Cela n’empêche. L’Argentine possède une excellente équipe nationale. Les Pumas, qu’elle s’appelle. Ce qui sonne, avouons-le, nettement plus féroce que «les bleus», «le quinze de la rose» ou encore, «les kiwis». Dommage qu’en rugby comme ailleurs, l’habit ne fasse pas le moine.
Actuellement, les Argentins figurent en huitième position du classement mondial des équipes nationales. Juste devant l’Australie et les Fidji. Et surtout, juste derrière le Pays de Galles, et ça, ça devrait changer. Car avant-hier mesdames-messieurs, justement, les Argentins ont défait les Gallois en quarts de finale de la Coupe du monde ! Et pas qu’un peu : 29-17.
Les voilà donc propulsés en demies ! C’est-à-dire, si on me suit bien, qu’ils vont figurer parmi les quatre meilleures équipes du tournoi !
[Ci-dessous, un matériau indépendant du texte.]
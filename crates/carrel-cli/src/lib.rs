//! Carrel operator console
//!
//! Line-oriented front end for [`carrel_core`]: parses operator input into
//! commands, runs them through a [`carrel_core::Runtime`] and renders the
//! results as text.

#![forbid(unsafe_code)]

pub mod commands;
pub mod render;
pub mod repl;

pub use commands::{Input, ParseError, parse_line};
pub use repl::{ReplConfig, ReplError, run};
Bon, d’accord, leur match contre les Gallois, ce n’était pas la partie du siècle. On glosera encore longtemps, j’imagine, sur ce fameux tirage au sort qui a fait que ces quarts de finale se sont retrouvés partagés en deux tableaux totalement asymétriques. D’un côté, les quatre favoris priés de s’entretuer (Irlande-Nouvelle-Zélande ; France-Afrique du sud), de l’autre, quatre seconds couteaux qui n’auraient certainement battu aucun des quatre premiers s’ils avaient dû, justement, les affronter en quarts (Galles-Argentine ; Angleterre-Fidji).
La fédé internationale a dû le sentir, puisque, hasard ou pas, les duels des géants avaient lieu au stade de France tandis que les petits poucets n’avaient droit qu’au vélodrome de Marseille.
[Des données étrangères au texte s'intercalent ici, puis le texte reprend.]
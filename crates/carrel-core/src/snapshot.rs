//! Versioned fixed-width snapshot codec.
//!
//! The snapshot is the only durable form of the grid. It is written as raw
//! big-endian records in a fixed order: header, every seat slot (active or
//! not), the per-floor row counts, then the per-floor column counts. There are
//! no delimiters and no length prefixes; every size is implied by the header.
//!
//! ```text
//! offset  size      field
//! 0       4         magic "SEAT"
//! 4       1         format version
//! 5       1         floors
//! 6       1         max rows
//! 7       1         max cols
//! 8       1         days
//! 9       3         reserved (zero)
//! 12      560 × 10  seat records
//! 5612    5 × 4     rows per floor (u32, version 2 only)
//! 5632    5 × 4     cols per floor (u32, version 2 only)
//! ```
//!
//! A seat record is `status u8 | owner u8 | reserved_at i64`. Status is 0
//! (empty), 1 (by admin) or 2 (by self); owner is 0 or an ASCII letter;
//! `reserved_at` is 0 for empty seats.
//!
//! Version 1 images carry no bounds block and load with default bounds.
//! Headerless images whose length matches the raw in-memory layout written by
//! the older native tool (64-bit little-endian, 16-byte seat records) are
//! migrated on read.

use bytes::{Buf, BufMut};
use thiserror::Error;

use crate::{
    grid::{DAYS, FLOORS, FloorBounds, MAX_COLS, MAX_ROWS, SLOT_COUNT, SeatCoord, SeatGrid},
    seat::{Reservation, ReservationKind, Seat, UserLetter},
};

/// Magic bytes at offset 0.
pub const MAGIC: [u8; 4] = *b"SEAT";

/// Format version written by [`encode`].
pub const VERSION: u8 = 2;

/// Format version without the bounds block.
pub const VERSION_WITHOUT_BOUNDS: u8 = 1;

/// Header length in bytes.
pub const HEADER_SIZE: usize = 12;

/// Seat record length in bytes.
pub const RECORD_SIZE: usize = 10;

/// Bounds block length in bytes (rows then cols, one `u32` per floor each).
pub const BOUNDS_SIZE: usize = FLOORS * 4 * 2;

/// Total length of a current-version snapshot.
pub const SNAPSHOT_SIZE: usize = HEADER_SIZE + SLOT_COUNT * RECORD_SIZE + BOUNDS_SIZE;

const STATUS_EMPTY: u8 = 0;
const STATUS_BY_ADMIN: u8 = 1;
const STATUS_BY_SELF: u8 = 2;

/// Raw native record: `i32` status, `u8` owner, 3 padding bytes, `i64` time.
const LEGACY_RECORD_SIZE: usize = 16;
const LEGACY_SEATS_SIZE: usize = SLOT_COUNT * LEGACY_RECORD_SIZE;
const LEGACY_BOUNDS_SIZE: usize = FLOORS * 4 * 2;

/// Errors decoding a snapshot image.
#[derive(Error, Debug, Clone, PartialEq, Eq)]
pub enum SnapshotError {
    /// Image is shorter or longer than its header implies.
    #[error("snapshot length mismatch: expected {expected} bytes, got {actual}")]
    Length {
        /// Length implied by the header
        expected: usize,
        /// Length found
        actual: usize,
    },

    /// Magic bytes are wrong and the length matches no legacy layout.
    #[error("not a seat snapshot (bad magic)")]
    InvalidMagic,

    /// Unknown format version.
    #[error("unsupported snapshot version: {0}")]
    UnsupportedVersion(u8),

    /// Header describes a building of a different shape.
    #[error("snapshot geometry {floors}x{rows}x{cols}x{days} does not match this build")]
    Geometry {
        /// Floors in the image
        floors: u8,
        /// Row capacity in the image
        rows: u8,
        /// Column capacity in the image
        cols: u8,
        /// Days in the image
        days: u8,
    },

    /// Status code is not 0, 1 or 2.
    #[error("slot {slot}: invalid seat status {status}")]
    InvalidStatus {
        /// Slot index
        slot: usize,
        /// Status code found
        status: i64,
    },

    /// Reserved seat whose owner byte is not `A`-`Z`.
    #[error("slot {slot}: invalid owner byte {owner:#04x}")]
    InvalidOwner {
        /// Slot index
        slot: usize,
        /// Owner byte found
        owner: u8,
    },

    /// Empty seat carrying an owner or a timestamp.
    #[error("slot {slot}: empty seat carries owner or timestamp")]
    StaleEmptySeat {
        /// Slot index
        slot: usize,
    },

    /// Floor bounds outside `[1, capacity]`.
    #[error("floor {floor}: invalid bounds {rows}x{cols}")]
    InvalidBounds {
        /// Floor index
        floor: usize,
        /// Row count found
        rows: i64,
        /// Column count found
        cols: i64,
    },

    /// Reservation stored in a slot outside its floor's active rectangle.
    #[error("slot {slot}: reservation outside the active floor area")]
    InactiveReservation {
        /// Slot index
        slot: usize,
    },
}

/// Write the current-version image of `grid` into `dst`.
pub fn encode(grid: &SeatGrid, dst: &mut impl BufMut) {
    dst.put_slice(&MAGIC);
    dst.put_u8(VERSION);
    dst.put_u8(FLOORS as u8);
    dst.put_u8(MAX_ROWS as u8);
    dst.put_u8(MAX_COLS as u8);
    dst.put_u8(DAYS as u8);
    dst.put_bytes(0, 3);

    for seat in grid.slots() {
        match seat {
            Seat::Empty => {
                dst.put_u8(STATUS_EMPTY);
                dst.put_u8(0);
                dst.put_i64(0);
            },
            Seat::Reserved(r) => {
                dst.put_u8(match r.kind {
                    ReservationKind::ByAdmin => STATUS_BY_ADMIN,
                    ReservationKind::BySelf => STATUS_BY_SELF,
                });
                dst.put_u8(r.owner.as_byte());
                dst.put_i64(r.reserved_at);
            },
        }
    }

    for bounds in grid.all_bounds() {
        dst.put_u32(bounds.rows() as u32);
    }
    for bounds in grid.all_bounds() {
        dst.put_u32(bounds.cols() as u32);
    }
}

/// Encode into a fresh buffer of exactly [`SNAPSHOT_SIZE`] bytes.
pub fn encode_to_vec(grid: &SeatGrid) -> Vec<u8> {
    let mut buf = Vec::with_capacity(SNAPSHOT_SIZE);
    encode(grid, &mut buf);
    debug_assert_eq!(buf.len(), SNAPSHOT_SIZE);
    buf
}

/// Decode a snapshot image.
///
/// Accepts current and version-1 images, and headerless legacy images whose
/// length matches the native layout. Never panics on arbitrary input.
///
/// # Errors
///
/// Any structural or semantic violation yields a [`SnapshotError`]; no
/// partially decoded grid is ever returned.
pub fn decode(bytes: &[u8]) -> Result<SeatGrid, SnapshotError> {
    if bytes.starts_with(&MAGIC) {
        return decode_versioned(bytes);
    }

    match bytes.len() {
        LEGACY_SEATS_SIZE => decode_legacy(bytes, false),
        len if len == LEGACY_SEATS_SIZE + LEGACY_BOUNDS_SIZE => decode_legacy(bytes, true),
        len if len < MAGIC.len() => {
            Err(SnapshotError::Length { expected: SNAPSHOT_SIZE, actual: len })
        },
        _ => Err(SnapshotError::InvalidMagic),
    }
}

fn decode_versioned(bytes: &[u8]) -> Result<SeatGrid, SnapshotError> {
    if bytes.len() < HEADER_SIZE {
        return Err(SnapshotError::Length { expected: SNAPSHOT_SIZE, actual: bytes.len() });
    }

    let mut buf = &bytes[MAGIC.len()..];
    let version = buf.get_u8();
    let (floors, rows, cols, days) = (buf.get_u8(), buf.get_u8(), buf.get_u8(), buf.get_u8());
    buf.advance(3);

    let has_bounds = match version {
        VERSION => true,
        VERSION_WITHOUT_BOUNDS => false,
        other => return Err(SnapshotError::UnsupportedVersion(other)),
    };

    if (floors as usize, rows as usize, cols as usize, days as usize)
        != (FLOORS, MAX_ROWS, MAX_COLS, DAYS)
    {
        return Err(SnapshotError::Geometry { floors, rows, cols, days });
    }

    let expected =
        HEADER_SIZE + SLOT_COUNT * RECORD_SIZE + if has_bounds { BOUNDS_SIZE } else { 0 };
    if bytes.len() != expected {
        return Err(SnapshotError::Length { expected, actual: bytes.len() });
    }

    let mut seats = Vec::with_capacity(SLOT_COUNT);
    for slot in 0..SLOT_COUNT {
        let status = buf.get_u8();
        let owner = buf.get_u8();
        let reserved_at = buf.get_i64();
        seats.push(seat_from_record(slot, i64::from(status), owner, reserved_at, true)?);
    }

    let bounds = if has_bounds {
        let rows: Vec<i64> = (0..FLOORS).map(|_| i64::from(buf.get_u32())).collect();
        let cols: Vec<i64> = (0..FLOORS).map(|_| i64::from(buf.get_u32())).collect();
        bounds_from_counts(&rows, &cols)?
    } else {
        [FloorBounds::DEFAULT; FLOORS]
    };

    debug_assert!(!buf.has_remaining());
    assemble(seats, bounds)
}

fn decode_legacy(bytes: &[u8], has_bounds: bool) -> Result<SeatGrid, SnapshotError> {
    let mut buf = bytes;

    let mut seats = Vec::with_capacity(SLOT_COUNT);
    for slot in 0..SLOT_COUNT {
        let status = buf.get_i32_le();
        let owner = buf.get_u8();
        buf.advance(3);
        let reserved_at = buf.get_i64_le();
        seats.push(seat_from_record(slot, i64::from(status), owner, reserved_at, false)?);
    }

    let bounds = if has_bounds {
        let rows: Vec<i64> = (0..FLOORS).map(|_| i64::from(buf.get_i32_le())).collect();
        let cols: Vec<i64> = (0..FLOORS).map(|_| i64::from(buf.get_i32_le())).collect();
        bounds_from_counts(&rows, &cols)?
    } else {
        [FloorBounds::DEFAULT; FLOORS]
    };

    assemble(seats, bounds)
}

/// Rebuild one seat. `strict` rejects empty records with leftover fields.
fn seat_from_record(
    slot: usize,
    status: i64,
    owner: u8,
    reserved_at: i64,
    strict: bool,
) -> Result<Seat, SnapshotError> {
    let kind = match status {
        s if s == i64::from(STATUS_EMPTY) => {
            if strict && (owner != 0 || reserved_at != 0) {
                return Err(SnapshotError::StaleEmptySeat { slot });
            }
            return Ok(Seat::Empty);
        },
        s if s == i64::from(STATUS_BY_ADMIN) => ReservationKind::ByAdmin,
        s if s == i64::from(STATUS_BY_SELF) => ReservationKind::BySelf,
        _ => return Err(SnapshotError::InvalidStatus { slot, status }),
    };

    let owner = UserLetter::from_byte(owner).ok_or(SnapshotError::InvalidOwner { slot, owner })?;
    Ok(Seat::Reserved(Reservation { kind, owner, reserved_at }))
}

fn bounds_from_counts(rows: &[i64], cols: &[i64]) -> Result<[FloorBounds; FLOORS], SnapshotError> {
    let mut bounds = [FloorBounds::DEFAULT; FLOORS];
    for (floor, slot) in bounds.iter_mut().enumerate() {
        let (r, c) = (rows[floor], cols[floor]);
        *slot = usize::try_from(r)
            .ok()
            .zip(usize::try_from(c).ok())
            .and_then(|(r, c)| FloorBounds::new(r, c))
            .ok_or(SnapshotError::InvalidBounds { floor, rows: r, cols: c })?;
    }
    Ok(bounds)
}

/// Check that no reservation sits outside its floor's bounds, then build.
fn assemble(seats: Vec<Seat>, bounds: [FloorBounds; FLOORS]) -> Result<SeatGrid, SnapshotError> {
    for floor in 0..FLOORS {
        for row in 0..MAX_ROWS {
            for col in 0..MAX_COLS {
                if bounds[floor].contains(row, col) {
                    continue;
                }
                for day in 0..DAYS {
                    let slot = SeatGrid::slot_index(SeatCoord::new(floor, row, col, day));
                    if !seats[slot].is_empty() {
                        return Err(SnapshotError::InactiveReservation { slot });
                    }
                }
            }
        }
    }

    Ok(SeatGrid::from_parts(seats, bounds))
}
On ne donnait pas cher des chances des Argentins, dans ce quart. Les quotidiens et bookmakers gallois et anglais s’en léchaient les babines à l’avance, annonçant une large victoire des « diables rouges » par au moins dix points d’écart.
Et il faut bien dire que le début de la partie semblait leur donner raison. Empruntés, lents, indisciplinés, les Argentins ont très mal débuté la rencontre, et on était fondé à croire que celle-ci n’allait être qu’un long calvaire pour des félidés qui semblaient mal digérer le poireau. Après 39 minutes de jeu, ils avaient déjà les fameux dix points de retards prévus par les journalistes gallois.
Heureusement, question de faire des fautes idiotes, le quinze rouge n’était pas mal placé non plus. Cinq minutes plus tard, le buteur gaucho, Emiliano Boffelli, avait passé deux pénalités. Plus que -4 à la mi-temps, on pouvait garder espoir du côté des bleus et blancs.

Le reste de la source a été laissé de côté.